How to mitigate the risk of overheating or reducing its impact, if you do.

  1. Stay hydrated: Drink plenty of water throughout the day to prevent dehydration, which can exacerbate heat-related issues.

  2. Use fans and air conditioning: Ensure that fans and air conditioning systems are working efficiently to circulate air and cool down indoor spaces.

  3. Avoid outdoor activities during peak heat: If possible, schedule outdoor activities during cooler parts of the day, such as early morning or late evening.

  4. Wear appropriate clothing: Choose lightweight, loose-fitting, and light-colored clothing to allow your body to breathe and reflect sunlight.

  5. Seek shade: When outdoors, take breaks in shaded areas to reduce direct exposure to the sun.

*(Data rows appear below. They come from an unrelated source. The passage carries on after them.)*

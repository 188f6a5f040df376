//! Provider construction from configuration.

use persona_sim::config::{ApiKey, Config};
use persona_sim::providers::factory::{build_provider, DEFAULT_GROQ_MODEL, DEFAULT_OPENAI_MODEL};
use persona_sim::providers::{ProviderError, ProviderKind};

fn config_for(provider: &str) -> Config {
    let mut config = Config {
        llm_provider: provider.to_owned(),
        ..Config::default()
    };
    config.openai.api_key = Some(ApiKey::new("sk-test"));
    config.gemini.api_key = Some(ApiKey::new("gemini-test"));
    config.anthropic.api_key = Some(ApiKey::new("anthropic-test"));
    config.groq.api_key = Some(ApiKey::new("gsk-test"));
    config
}

#[test]
fn builds_each_single_key_provider() {
    for (name, kind) in [
        ("openai", ProviderKind::OpenAi),
        ("gemini", ProviderKind::Gemini),
        ("anthropic", ProviderKind::Anthropic),
        ("groq", ProviderKind::Groq),
    ] {
        let provider = match build_provider(&config_for(name)) {
            Ok(provider) => provider,
            Err(err) => panic!("{name} should build: {err}"),
        };
        assert_eq!(provider.kind(), kind);
    }
}

#[test]
fn default_models_apply_when_unset() {
    let openai = build_provider(&config_for("openai")).ok().expect("should build");
    assert_eq!(openai.model_id(), DEFAULT_OPENAI_MODEL);
    let groq = build_provider(&config_for("groq")).ok().expect("should build");
    assert_eq!(groq.model_id(), DEFAULT_GROQ_MODEL);
}

#[test]
fn configured_model_overrides_default() {
    let mut config = config_for("openai");
    config.openai.model = Some("gpt-4.1-mini".to_owned());
    let provider = build_provider(&config).ok().expect("should build");
    assert_eq!(provider.model_id(), "gpt-4.1-mini");
}

#[test]
fn azure_requires_every_setting() {
    let mut config = config_for("azure_openai");
    config.azure_openai.endpoint = Some("https://example.openai.azure.com".to_owned());
    config.azure_openai.api_key = Some(ApiKey::new("azure-key"));
    config.azure_openai.api_version = Some("2024-02-01".to_owned());

    let err = build_provider(&config).err().expect("deployment is missing");
    assert!(matches!(
        err,
        ProviderError::MissingSetting {
            provider: ProviderKind::AzureOpenAi,
            key: "azure_openai.deployment_name"
        }
    ));

    config.azure_openai.deployment_name = Some("gpt4o".to_owned());
    let provider = build_provider(&config).ok().expect("should build");
    assert_eq!(provider.kind(), ProviderKind::AzureOpenAi);
    assert_eq!(provider.model_id(), "gpt4o");
}

#[test]
fn blank_key_counts_as_missing() {
    let mut config = config_for("gemini");
    config.gemini.api_key = Some(ApiKey::new("   "));
    let err = build_provider(&config).err().expect("should fail");
    assert!(matches!(err, ProviderError::MissingSetting { key: "gemini.api_key", .. }));
}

  6. Use sunscreen: Apply sunscreen with a high SPF to protect your skin from harmful UV rays and potential sunburn.

  7. Limit physical activity: Reduce strenuous activities during extremely hot days, as they can lead to increased body heat and exertion.

  8. Avoid hot or heavy meals: Opt for lighter, cooler meals that won't add to your body's heat production.

  9. Stay informed: Pay attention to weather forecasts and heat advisories to be aware of high-temperature days and plan accordingly.

  10. Create a cool environment: Use shades or blinds to block out direct sunlight and keep indoor temperatures down.

  11. Take cool showers or baths: Refresh yourself with cool water to lower your body temperature.

  12. Use cooling products: Apply cold packs, cooling towels, or use cooling gel products to cool down when necessary.

  13. Never leave anyone in a parked vehicle: Temperatures inside a car can rise dangerously high within minutes, even with windows cracked open.

  14. Keep an eye on vulnerable individuals: Check on elderly people, children, and those with chronic health conditions as they are more susceptible to heat-related issues.

  15. Learn the signs of heat-related illnesses: Familiarize yourself with the symptoms of heat exhaustion and heatstroke and know how to respond if someone shows signs of distress.

By following these precautions and procative, you can significantly reduce the risks associated with overheating during the summer months. Prioritizing safety and taking proactive measures will help ensure a more comfortable and healthy season.